Dundalk Institute of Technology

Annaleigh Margey is Acting Head of Department and Lecturer in History at Dundalk Institute of Technology. Originally from Letterkenny, she studied for her BA and PhD at NUI, Galway. Her PhD research titled ‘Mapping during the Irish Plantations, 1550-1636’, focused on the surveys and maps created in Ireland during the decades of plantation. She subsequently held an Irish Research Council Postdoctoral Fellowship and a J.B. Harley Fellowship in the History of Cartography to continue this research at Trinity College Dublin. More recently, Annaleigh has worked as a Research Fellow at the University of Aberdeen on ‘The 1641 Depositions Project’ and at the Institute of Historical Research, London, conducting research on the property and charity of the Clothworkers’ Company in early modern London.

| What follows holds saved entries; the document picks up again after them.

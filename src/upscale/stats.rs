//! # 输出统计模块
//!
//! 推理结果的逐通道 min/max/mean 与 256 档直方图，用于诊断模型输出是否正常
//! （例如全黑、范围被截断、通道顺序颠倒时 R/B 均值异常）。

use serde::Serialize;

use super::source::Bitmap;

/// 单通道统计。
#[derive(Debug, Clone, Copy, PartialEq, Serialize)]
pub struct ChannelStats {
    pub min: u8,
    pub max: u8,
    pub mean: f64,
}

/// RGB 三通道统计。alpha 不参与。
#[derive(Debug, Clone, Copy, PartialEq, Serialize)]
pub struct OutputStats {
    pub width: u32,
    pub height: u32,
    pub red: ChannelStats,
    pub green: ChannelStats,
    pub blue: ChannelStats,
}

/// RGB 三通道 256 档直方图。
#[derive(Debug, Clone, PartialEq, Eq, Serialize)]
pub struct Histogram {
    pub red: Vec<u64>,
    pub green: Vec<u64>,
    pub blue: Vec<u64>,
}

impl Histogram {
    pub fn from_bitmap(bitmap: &Bitmap) -> Self {
        let mut bins = [[0u64; 256]; 3];
        for pixel in bitmap.as_image().pixels() {
            for (channel, bin) in bins.iter_mut().enumerate() {
                bin[pixel.0[channel] as usize] += 1;
            }
        }

        let [red, green, blue] = bins;
        Self {
            red: red.to_vec(),
            green: green.to_vec(),
            blue: blue.to_vec(),
        }
    }
}

impl OutputStats {
    pub fn from_bitmap(bitmap: &Bitmap) -> Self {
        let mut min = [u8::MAX; 3];
        let mut max = [u8::MIN; 3];
        let mut sum = [0u64; 3];

        for pixel in bitmap.as_image().pixels() {
            for channel in 0..3 {
                let value = pixel.0[channel];
                min[channel] = min[channel].min(value);
                max[channel] = max[channel].max(value);
                sum[channel] += value as u64;
            }
        }

        let count = (bitmap.width() as u64 * bitmap.height() as u64) as f64;
        let channel = |i: usize| ChannelStats {
            min: min[i],
            max: max[i],
            mean: sum[i] as f64 / count,
        };

        Self {
            width: bitmap.width(),
            height: bitmap.height(),
            red: channel(0),
            green: channel(1),
            blue: channel(2),
        }
    }

    /// 输出是否为单一纯色（常见于模型未正常工作）。
    pub fn is_flat(&self) -> bool {
        [self.red, self.green, self.blue]
            .iter()
            .all(|c| c.min == c.max)
    }

    pub fn log(&self) {
        log::info!(
            "📊 输出统计 - {}x{} R[{}..{} 均值 {:.1}] G[{}..{} 均值 {:.1}] B[{}..{} 均值 {:.1}]",
            self.width,
            self.height,
            self.red.min,
            self.red.max,
            self.red.mean,
            self.green.min,
            self.green.max,
            self.green.mean,
            self.blue.min,
            self.blue.max,
            self.blue.mean
        );

        if self.is_flat() {
            log::warn!("⚠️ 输出图像为单一纯色，请检查模型与通道布局是否匹配");
        }
    }
}
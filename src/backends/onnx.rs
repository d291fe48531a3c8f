//! # ONNX Runtime 推理后端
//!
//! 加载 `.onnx` 模型，模型声明的输入/输出名即特征键。
//! 每次 `predict` 把唯一的输入缓冲转换为 NCHW 张量，运行后将每个 `f32` 输出转换回缓冲。

use std::borrow::Cow;
use std::path::Path;

use ort::session::{Session, SessionInputs};
use ort::value::TensorRef;

use super::tensor::{buffer_to_nchw, nchw_to_buffer};
use crate::upscale::{ChannelLayout, FeatureMap, InferenceBackend, UpscaleError};

pub struct OnnxBackend {
    session: Session,
    layout: ChannelLayout,
    input_names: Vec<String>,
    output_names: Vec<String>,
}

impl OnnxBackend {
    pub fn load(path: &Path, layout: ChannelLayout) -> Result<Self, UpscaleError> {
        let session = Session::builder()
            .and_then(|builder| builder.commit_from_file(path))
            .map_err(|e| UpscaleError::ModelLoadFailed {
                path: path.to_path_buf(),
                reason: e.to_string(),
            })?;

        let input_names = session.inputs().iter().map(|i| i.name().to_string()).collect();
        let output_names = session.outputs().iter().map(|o| o.name().to_string()).collect();

        log::debug!(
            "🧩 ONNX 模型签名 - 输入: {:?} 输出: {:?} 布局: {}",
            input_names,
            output_names,
            layout.as_str()
        );

        Ok(Self {
            session,
            layout,
            input_names,
            output_names,
        })
    }
}

impl InferenceBackend for OnnxBackend {
    fn name(&self) -> &str {
        "onnxruntime"
    }

    fn declared_input_keys(&self) -> Vec<String> {
        self.input_names.clone()
    }

    fn declared_output_keys(&self) -> Vec<String> {
        self.output_names.clone()
    }

    fn predict(&mut self, mut inputs: FeatureMap) -> Result<FeatureMap, UpscaleError> {
        let key = match inputs.keys().as_slice() {
            [only] => only.clone(),
            keys => {
                return Err(UpscaleError::InferenceFailed(format!(
                    "ONNX 后端只支持单个输入，收到：{:?}",
                    keys
                )));
            }
        };
        let source = inputs
            .remove(&key)
            .ok_or_else(|| UpscaleError::InferenceFailed(format!("缺少输入 '{}'", key)))?;

        let order = self.layout.model_order();
        let (dims, data) = buffer_to_nchw(&source, order);
        let tensor = TensorRef::from_array_view((dims, data.as_slice()))
            .map_err(|e| UpscaleError::InferenceFailed(format!("创建输入张量失败：{}", e)))?;

        let ort_inputs: SessionInputs<'_, '_, 0> =
            SessionInputs::ValueMap(vec![(Cow::Borrowed(key.as_str()), tensor.into())]);
        let outputs = self
            .session
            .run(ort_inputs)
            .map_err(|e| UpscaleError::InferenceFailed(format!("ONNX 推理失败：{}", e)))?;

        let mut features = FeatureMap::new();
        for name in &self.output_names {
            let Some(value) = outputs.get(name.as_str()) else {
                continue;
            };
            let Ok((shape, samples)) = value.try_extract_tensor::<f32>() else {
                log::debug!("跳过非 f32 输出：{}", name);
                continue;
            };

            let shape: Vec<i64> = shape.iter().copied().collect();
            let format = self.layout.buffer_format();
            let buffer = nchw_to_buffer(&shape, samples, order, format, &source)?;
            features.insert(name.clone(), buffer);
        }

        Ok(features)
    }
}
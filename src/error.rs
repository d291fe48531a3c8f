//! 统一错误类型模块
//!
//! # 设计思路
//!
//! 库内各阶段返回 `UpscaleError`，应用层再包一层 `AppError`，
//! 承载流水线之外的 I/O 与报告错误。命令行入口只需处理这一种类型。
//!
//! # 实现思路
//!
//! - 使用 `thiserror` 派生可读错误消息。
//! - 为 `UpscaleError` / `std::io::Error` 提供 `From` 转换，无需手动 map。

use crate::upscale::UpscaleError;

/// 应用级统一错误类型
#[derive(Debug, thiserror::Error)]
pub enum AppError {
    /// 超分流水线错误（解码 / 转换 / 推理 / 编码）
    #[error("{0}")]
    Upscale(#[from] UpscaleError),

    /// 文件系统 I/O 错误
    #[error("文件系统错误: {0}")]
    Io(#[from] std::io::Error),

    /// 直方图报告写出失败
    #[error("报告写出失败: {0}")]
    Report(String),
}

impl AppError {
    /// 出错阶段（命令行提示用）。
    pub fn stage(&self) -> &'static str {
        match self {
            Self::Upscale(e) => e.stage(),
            Self::Io(_) => "io",
            Self::Report(_) => "report",
        }
    }
}

#[cfg(test)]
mod tests {
    use super::*;
    use std::path::PathBuf;

    #[test]
    fn upscale_error_keeps_its_message_and_stage() {
        let err: AppError = UpscaleError::ModelNotFound {
            path: PathBuf::from("/tmp/missing.onnx"),
        }
        .into();

        assert!(err.to_string().contains("/tmp/missing.onnx"));
        assert_eq!(err.stage(), "model");
    }

    #[test]
    fn io_error_converts() {
        let err: AppError =
            std::io::Error::new(std::io::ErrorKind::PermissionDenied, "denied").into();

        assert_eq!(err.stage(), "io");
        assert!(err.to_string().contains("denied"));
    }
}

She has also worked as a Research Fellow on a joint project with NUI, Maynooth and the National Library of Ireland focusing on the rentals and maps in the landed estates’ collections in the library’s holdings. She has published books and articles on early modern Ireland, focusing on early modern mapping, the Irish plantations, the 1641 Rebellion and urban history. She has published an edited volume, The 1641 Depositions and the Irish Rebellion, with her colleagues Elaine Murphy and Eamon Darcy. Her book Mapping Ireland, c.1550-1636: a catalogue of the manuscript maps of Ireland will be published by the Irish Manuscripts Commission shortly.